8. The method for efficient feature extraction and multi-scale information modeling of large-scale images according to claim 7, characterized in that, The classification prediction using the trained WSI classification model includes loading the entire WSI to be inferred, employing the same color threshold-based segmentation algorithm as in the training phase to distinguish foreground tissue regions from the background; using the same pre-trained encoder as in the training phase to extract feature vectors from each image patch and performing feature space clustering, hierarchical sampling, and forward computation of the WSDA module; first, applying the Nystrom attention mechanism to the sampled feature matrix to approximate global instance dependencies and capture long-range spatial associations; then, performing multi-head self-attention computation sequentially at decreasing window scales, refining the local feature representation from coarse to fine granular; next, performing SERG module region reweighting, calculating the gating weights of each region through a pre-trained squeeze-activation network; finally, performing packet-level representation aggregation and classification output; calculating the probability distribution of WSI belonging to each category through fully connected layers and the Softmax activation function to complete the final classification prediction; transforming the probability distribution output by the model into specific category prediction results; for multi-class classification tasks, using the argmax decision rule to determine the final predicted category from the probability distribution output by the model: let the probability vector output by the model be... ,in Indicates that the sample belongs to the first The predicted probability of the class is then used to determine the final predicted label. That is, the class with the highest probability value is selected as the model's prediction result; for binary classification tasks, a threshold decision mechanism is used to convert the continuous probability output into discrete class labels: let the positive class probability output by the model be... The preset decision threshold is ,when The sample is determined to be positive if it is positive, otherwise it is determined to be negative.

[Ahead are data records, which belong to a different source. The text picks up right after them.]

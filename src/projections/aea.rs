//!
//! Albers Equal Area conic projection
//! and the leac (Lambert Equal Area Conic) variant
//!
use crate::errors::{Error, Result};
use crate::math::{
    consts::{EPS_10, EPS_7, FRAC_PI_2},
    msfn, qsfn,
};
use crate::parameters::ParamList;
use crate::proj::ProjData;

// Projection stub
super::projection! { aea, leac }

const PHI_NITER: usize = 15;

// determine latitude angle phi-1
#[inline]
fn phi1_inv(qs: f64, e: f64, one_es: f64) -> Result<f64> {
    let mut phi = (0.5 * qs).asin();
    if e < EPS_7 {
        Ok(phi)
    } else {
        let mut i = PHI_NITER;
        let (mut sinphi, mut cosphi, mut con, mut com, mut dphi);
        while i > 0 {
            (sinphi, cosphi) = phi.sin_cos();
            con = e * sinphi;
            com = 1. - con * con;
            dphi = 0.5 * com * com / cosphi
                * (qs / one_es - sinphi / com + 0.5 / e * ((1. - con) / (1. + con)).ln());
            phi += dphi;

            if dphi.abs() <= EPS_10 {
                break;
            }

            i -= 1;
        }
        if i == 0 {
            Err(Error::ToleranceConditionError)
        } else {
            Ok(phi)
        }
    }
}

#[derive(Debug, Default, Clone)]
pub(crate) struct Projection {
    e: f64,
    one_es: f64,
    ec: f64,
    n: f64,
    n2: f64,
    c: f64,
    dd: f64,
    rho0: f64,
}

impl Projection {
    pub fn init(p: &ProjData, phi1: f64, phi2: f64) -> Result<Self> {
        if (phi1 + phi2).abs() < EPS_10 {
            return Err(Error::ProjErrConicLatEqual);
        }

        let el = &p.ellps;
        let (sinphi, cosphi) = phi1.sin_cos();
        let mut n = sinphi;
        let secant = (phi1 - phi2).abs() >= EPS_10;

        if el.is_ellipsoid() {
            let m1 = msfn(sinphi, cosphi, el.es);
            let ml1 = qsfn(sinphi, el.e, el.one_es);
            if ml1.is_infinite() {
                return Err(Error::ToleranceConditionError);
            }

            if secant {
                let (sinphi2, cosphi2) = phi2.sin_cos();

                let m2 = msfn(sinphi2, cosphi2, el.es);
                let ml2 = qsfn(sinphi2, el.e, el.one_es);
                if ml2.is_infinite() || ml1 == ml2 {
                    return Err(Error::ToleranceConditionError);
                }
                n = (m1 * m1 - m2 * m2) / (ml2 - ml1);
            }

            let ec = 1. - 0.5 * el.one_es * ((1. - el.e) / (1. + el.e)).ln() / el.e;
            let c = m1 * m1 + n * ml1;
            let dd = 1. / n;
            let n2 = n + n;
            let rho0 = dd * (c - n * qsfn(p.phi0.sin(), el.e, el.one_es)).sqrt();

            Ok(Self {
                e: el.e,
                one_es: el.one_es,
                ec,
                n,
                n2,
                c,
                dd,
                rho0,
            })
        } else {
            if secant {
                n = 0.5 * (n + phi2.sin());
            }
            let dd = 1. / n;
            let n2 = n + n;
            let c = cosphi * cosphi + n2 * sinphi;
            let rho0 = dd * (c - n2 * p.phi0.sin()).sqrt();
            Ok(Self {
                e: el.e,
                one_es: el.one_es,
                ec: 1.,
                n,
                n2,
                c,
                dd,
                rho0,
            })
        }
    }

    #[inline]
    fn is_ellipse(&self) -> bool {
        self.e != 0.
    }

    #[inline(always)]
    pub fn forward(&self, lam: f64, phi: f64, z: f64) -> Result<(f64, f64, f64)> {
        let rho = self.c
            - if self.is_ellipse() {
                self.n * qsfn(phi.sin(), self.e, self.one_es)
            } else {
                self.n2 * phi.sin()
            };

        if rho < 0. {
            Err(Error::ToleranceConditionError)
        } else {
            let rho = self.dd * rho.sqrt();
            let (sin_i, cos_i) = (lam * self.n).sin_cos();
            Ok((rho * sin_i, self.rho0 - rho * cos_i, z))
        }
    }

    #[inline(always)]
    pub fn inverse(&self, x: f64, y: f64, z: f64) -> Result<(f64, f64, f64)> {
        let (mut xx, mut yy) = (x, self.rho0 - y);
        let mut rho = xx.hypot(yy);
        if rho != 0. {
            if self.n < 0. {
                rho = -rho;
                xx = -xx;
                yy = -yy;
            }
            let mut phi = rho / self.dd;
            if self.is_ellipse() {
                phi = (self.c - phi * phi) / self.n;
                phi = if (self.ec - phi.abs()).abs() > EPS_7 {
                    phi1_inv(phi, self.e, self.one_es)?
                } else if phi < 0. {
                    -FRAC_PI_2
                } else {
                    FRAC_PI_2
                }
            } else {
                phi = (self.c - phi * phi) / self.n2;
                phi = if phi.abs() <= 1. {
                    phi.asin()
                } else if phi < 0. {
                    -FRAC_PI_2
                } else {
                    FRAC_PI_2
                }
            }
            Ok((xx.atan2(yy) / self.n, phi, z))
        } else {
            Ok((0., if self.n > 0. { FRAC_PI_2 } else { -FRAC_PI_2 }, z))
        }
    }

    pub const fn has_inverse() -> bool {
        true
    }

    pub const fn has_forward() -> bool {
        true
    }

    // ------------
    // aea
    // -----------
    pub fn aea(p: &mut ProjData, params: &ParamList) -> Result<Self> {
        Self::init(
            p,
            params
                .try_angular_value("lat_1")?
                .ok_or(Error::InvalidParameterValue("aea requires lat_1"))?,
            params
                .try_angular_value("lat_2")?
                .ok_or(Error::InvalidParameterValue("aea requires lat_2"))?,
        )
    }

    // ----------
    // leac
    // ----------
    pub fn leac(p: &mut ProjData, params: &ParamList) -> Result<Self> {
        Self::init(
            p,
            params.try_angular_value("lat_1")?.unwrap_or(0.),
            if params.check_option("south")? {
                -FRAC_PI_2
            } else {
                FRAC_PI_2
            },
        )
    }
}

#[cfg(test)]
mod tests {
    use crate::math::consts::EPS_10;
    use crate::proj::Proj;
    use crate::tests::utils::{test_proj_forward, test_proj_inverse};

    #[test]
    fn proj_aea_ellipsoidal() {
        let p = Proj::from_proj_string("+proj=aea +ellps=GRS80 +lat_1=0 +lat_2=2").unwrap();

        let inputs = [
            ((2., 1., 0.), (222571.60875710563, 110653.32674302977, 0.)),
            ((2., -1., 0.), (222706.30650839131, -110484.26714439997, 0.)),
            ((-2., 1., 0.), (-222571.60875710563, 110653.32674302977, 0.)),
            (
                (-2., -1., 0.),
                (-222706.30650839131, -110484.26714439997, 0.),
            ),
        ];

        test_proj_forward(&p, &inputs, EPS_10);
        test_proj_inverse(&p, &inputs, EPS_10);
    }

    #[test]
    fn proj_aea_spherical() {
        let p = Proj::from_proj_string("+proj=aea +R=6400000 +lat_1=0 +lat_2=2").unwrap();

        let inputs = [
            ((2., 1., 0.), (223334.08517088494, 111780.43188447191, 0.)),
            ((2., -1., 0.), (223470.15499168713, -111610.33943099028, 0.)),
            ((-2., 1., 0.), (-223334.08517088494, 111780.43188447191, 0.)),
            (
                (-2., -1., 0.),
                (-223470.15499168713, -111610.33943099028, 0.),
            ),
        ];

        test_proj_forward(&p, &inputs, EPS_10);
        test_proj_inverse(&p, &inputs, EPS_10);
    }

    #[test]
    fn proj_aea_leac_ellipsoidal() {
        let p = Proj::from_proj_string("+proj=leac +ellps=GRS80").unwrap();

        let inputs = [
            ((2., 1., 0.), (220685.14054297868, 112983.50088939646, 0.)),
            ((2., -1., 0.), (224553.31227982609, -108128.63674487274, 0.)),
            ((-2., 1., 0.), (-220685.14054297868, 112983.50088939646, 0.)),
            (
                (-2., -1., 0.),
                (-224553.31227982609, -108128.63674487274, 0.),
            ),
        ];

        test_proj_forward(&p, &inputs, EPS_10);
        test_proj_inverse(&p, &inputs, EPS_10);
    }

    #[test]
    fn proj_aea_missing_parallels() {
        assert!(Proj::from_proj_string("+proj=aea +ellps=GRS80").is_err());
    }

    #[test]
    fn proj_aea_equal_opposite_parallels() {
        assert!(Proj::from_proj_string("+proj=aea +ellps=GRS80 +lat_1=10 +lat_2=-10").is_err());
    }
}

9. A system for efficient feature extraction and multi-scale information modeling of large-scale images, comprising performing the method for efficient feature extraction and multi-scale information modeling of large-scale images as described in claim 1, characterized in that, include: The data acquisition module is configured to acquire image data; The data preprocessing module is configured to perform data preprocessing on the acquired image data; The feature extraction module is configured to extract features from the preprocessed image. The model building module is configured to build WSI classification models using a cascaded architecture; The model training module is configured to train the constructed WSI classification model; The prediction module is configured to perform classification prediction using the trained WSI classification model.